__Required action__. The response must consist of the lines below from the one with "so crates using" through the one with "static INITIALISED: OnceLock<()>", exactly as they appear and with both ends kept.

__Exercise data__.
⟨
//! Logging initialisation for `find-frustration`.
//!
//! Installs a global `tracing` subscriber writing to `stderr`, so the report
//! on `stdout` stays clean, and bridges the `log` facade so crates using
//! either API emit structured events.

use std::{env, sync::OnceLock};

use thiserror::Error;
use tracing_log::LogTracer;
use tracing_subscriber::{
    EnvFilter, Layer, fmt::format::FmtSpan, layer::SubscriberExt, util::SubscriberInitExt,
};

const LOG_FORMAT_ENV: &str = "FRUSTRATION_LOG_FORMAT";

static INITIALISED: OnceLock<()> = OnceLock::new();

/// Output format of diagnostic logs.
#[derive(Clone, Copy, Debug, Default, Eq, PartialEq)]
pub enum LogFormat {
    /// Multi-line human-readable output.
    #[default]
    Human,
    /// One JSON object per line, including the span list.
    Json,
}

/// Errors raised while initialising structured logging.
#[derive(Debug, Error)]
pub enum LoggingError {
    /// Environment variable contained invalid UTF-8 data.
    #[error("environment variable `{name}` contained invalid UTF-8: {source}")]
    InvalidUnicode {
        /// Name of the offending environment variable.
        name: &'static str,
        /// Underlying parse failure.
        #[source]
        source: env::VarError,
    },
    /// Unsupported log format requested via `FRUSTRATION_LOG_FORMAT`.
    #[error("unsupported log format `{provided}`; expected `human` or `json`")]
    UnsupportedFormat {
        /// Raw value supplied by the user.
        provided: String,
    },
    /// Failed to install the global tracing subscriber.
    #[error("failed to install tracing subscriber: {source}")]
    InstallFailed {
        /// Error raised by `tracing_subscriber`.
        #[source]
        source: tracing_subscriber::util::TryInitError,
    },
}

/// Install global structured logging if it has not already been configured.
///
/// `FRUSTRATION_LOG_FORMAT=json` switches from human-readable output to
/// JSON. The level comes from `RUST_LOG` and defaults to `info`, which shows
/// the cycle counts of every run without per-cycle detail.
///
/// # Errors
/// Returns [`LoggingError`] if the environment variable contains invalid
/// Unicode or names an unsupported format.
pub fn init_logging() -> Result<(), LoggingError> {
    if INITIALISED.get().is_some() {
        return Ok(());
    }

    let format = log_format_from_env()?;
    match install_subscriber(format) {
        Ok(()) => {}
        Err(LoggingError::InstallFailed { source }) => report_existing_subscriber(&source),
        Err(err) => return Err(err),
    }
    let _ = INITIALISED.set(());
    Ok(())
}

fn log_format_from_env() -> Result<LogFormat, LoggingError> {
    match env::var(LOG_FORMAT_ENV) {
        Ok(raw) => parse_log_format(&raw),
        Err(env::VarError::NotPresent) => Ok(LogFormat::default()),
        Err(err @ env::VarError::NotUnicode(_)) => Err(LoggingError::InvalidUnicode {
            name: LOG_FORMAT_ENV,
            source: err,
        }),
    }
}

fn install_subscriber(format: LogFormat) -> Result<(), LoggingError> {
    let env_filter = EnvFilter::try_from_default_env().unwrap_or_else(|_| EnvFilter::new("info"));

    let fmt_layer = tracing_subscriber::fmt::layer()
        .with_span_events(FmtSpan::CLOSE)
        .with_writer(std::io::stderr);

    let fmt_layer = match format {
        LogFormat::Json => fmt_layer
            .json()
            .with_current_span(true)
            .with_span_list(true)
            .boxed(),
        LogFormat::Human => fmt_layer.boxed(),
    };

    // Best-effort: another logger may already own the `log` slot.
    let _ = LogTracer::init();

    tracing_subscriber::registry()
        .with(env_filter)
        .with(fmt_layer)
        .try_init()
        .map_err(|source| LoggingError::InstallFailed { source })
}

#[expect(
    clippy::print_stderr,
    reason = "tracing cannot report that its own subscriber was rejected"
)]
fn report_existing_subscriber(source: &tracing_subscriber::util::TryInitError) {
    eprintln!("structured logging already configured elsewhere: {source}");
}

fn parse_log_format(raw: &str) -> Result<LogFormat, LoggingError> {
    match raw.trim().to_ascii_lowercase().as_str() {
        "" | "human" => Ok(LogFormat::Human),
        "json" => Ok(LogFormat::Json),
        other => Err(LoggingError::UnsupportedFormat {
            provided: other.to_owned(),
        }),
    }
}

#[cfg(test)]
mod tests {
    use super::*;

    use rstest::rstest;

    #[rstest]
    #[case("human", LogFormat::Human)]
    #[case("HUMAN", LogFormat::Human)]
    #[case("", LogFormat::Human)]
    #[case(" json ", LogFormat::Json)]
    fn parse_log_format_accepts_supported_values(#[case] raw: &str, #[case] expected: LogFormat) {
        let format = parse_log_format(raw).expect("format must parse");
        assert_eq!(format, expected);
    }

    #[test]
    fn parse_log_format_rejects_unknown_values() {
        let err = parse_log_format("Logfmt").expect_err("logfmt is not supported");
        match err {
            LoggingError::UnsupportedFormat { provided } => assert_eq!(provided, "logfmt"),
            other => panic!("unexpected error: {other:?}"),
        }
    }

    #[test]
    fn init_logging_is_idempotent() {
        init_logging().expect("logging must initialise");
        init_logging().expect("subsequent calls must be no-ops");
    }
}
⟩
⟨
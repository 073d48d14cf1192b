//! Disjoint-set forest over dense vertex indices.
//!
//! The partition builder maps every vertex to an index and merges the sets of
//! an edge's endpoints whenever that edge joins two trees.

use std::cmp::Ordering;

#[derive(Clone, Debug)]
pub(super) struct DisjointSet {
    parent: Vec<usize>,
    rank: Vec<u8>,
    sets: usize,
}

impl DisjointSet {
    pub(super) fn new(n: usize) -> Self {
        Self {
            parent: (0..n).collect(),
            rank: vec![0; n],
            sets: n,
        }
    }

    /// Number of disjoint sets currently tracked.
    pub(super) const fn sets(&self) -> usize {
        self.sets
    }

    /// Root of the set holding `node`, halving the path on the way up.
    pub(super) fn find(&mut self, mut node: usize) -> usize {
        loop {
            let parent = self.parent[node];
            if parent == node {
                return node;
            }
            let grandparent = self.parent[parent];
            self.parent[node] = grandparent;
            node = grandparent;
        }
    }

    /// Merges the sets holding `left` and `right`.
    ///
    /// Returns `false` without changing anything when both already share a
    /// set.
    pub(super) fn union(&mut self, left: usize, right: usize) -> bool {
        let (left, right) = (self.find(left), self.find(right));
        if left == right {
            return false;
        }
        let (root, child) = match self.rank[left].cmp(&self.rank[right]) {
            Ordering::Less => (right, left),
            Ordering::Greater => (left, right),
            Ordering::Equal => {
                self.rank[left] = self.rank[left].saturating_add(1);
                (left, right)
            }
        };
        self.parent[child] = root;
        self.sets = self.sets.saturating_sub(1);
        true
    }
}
⟩
__Answer to this problem__.
//! on `stdout` stays clean, and bridges the `log` facade so crates using
//! either API emit structured events.

use std::{env, sync::OnceLock};

use thiserror::Error;
use tracing_log::LogTracer;
use tracing_subscriber::{
    EnvFilter, Layer, fmt::format::FmtSpan, layer::SubscriberExt, util::SubscriberInitExt,
};

const LOG_FORMAT_ENV: &str = "FRUSTRATION_LOG_FORMAT";

static INITIALISED: OnceLock<()> = OnceLock::new();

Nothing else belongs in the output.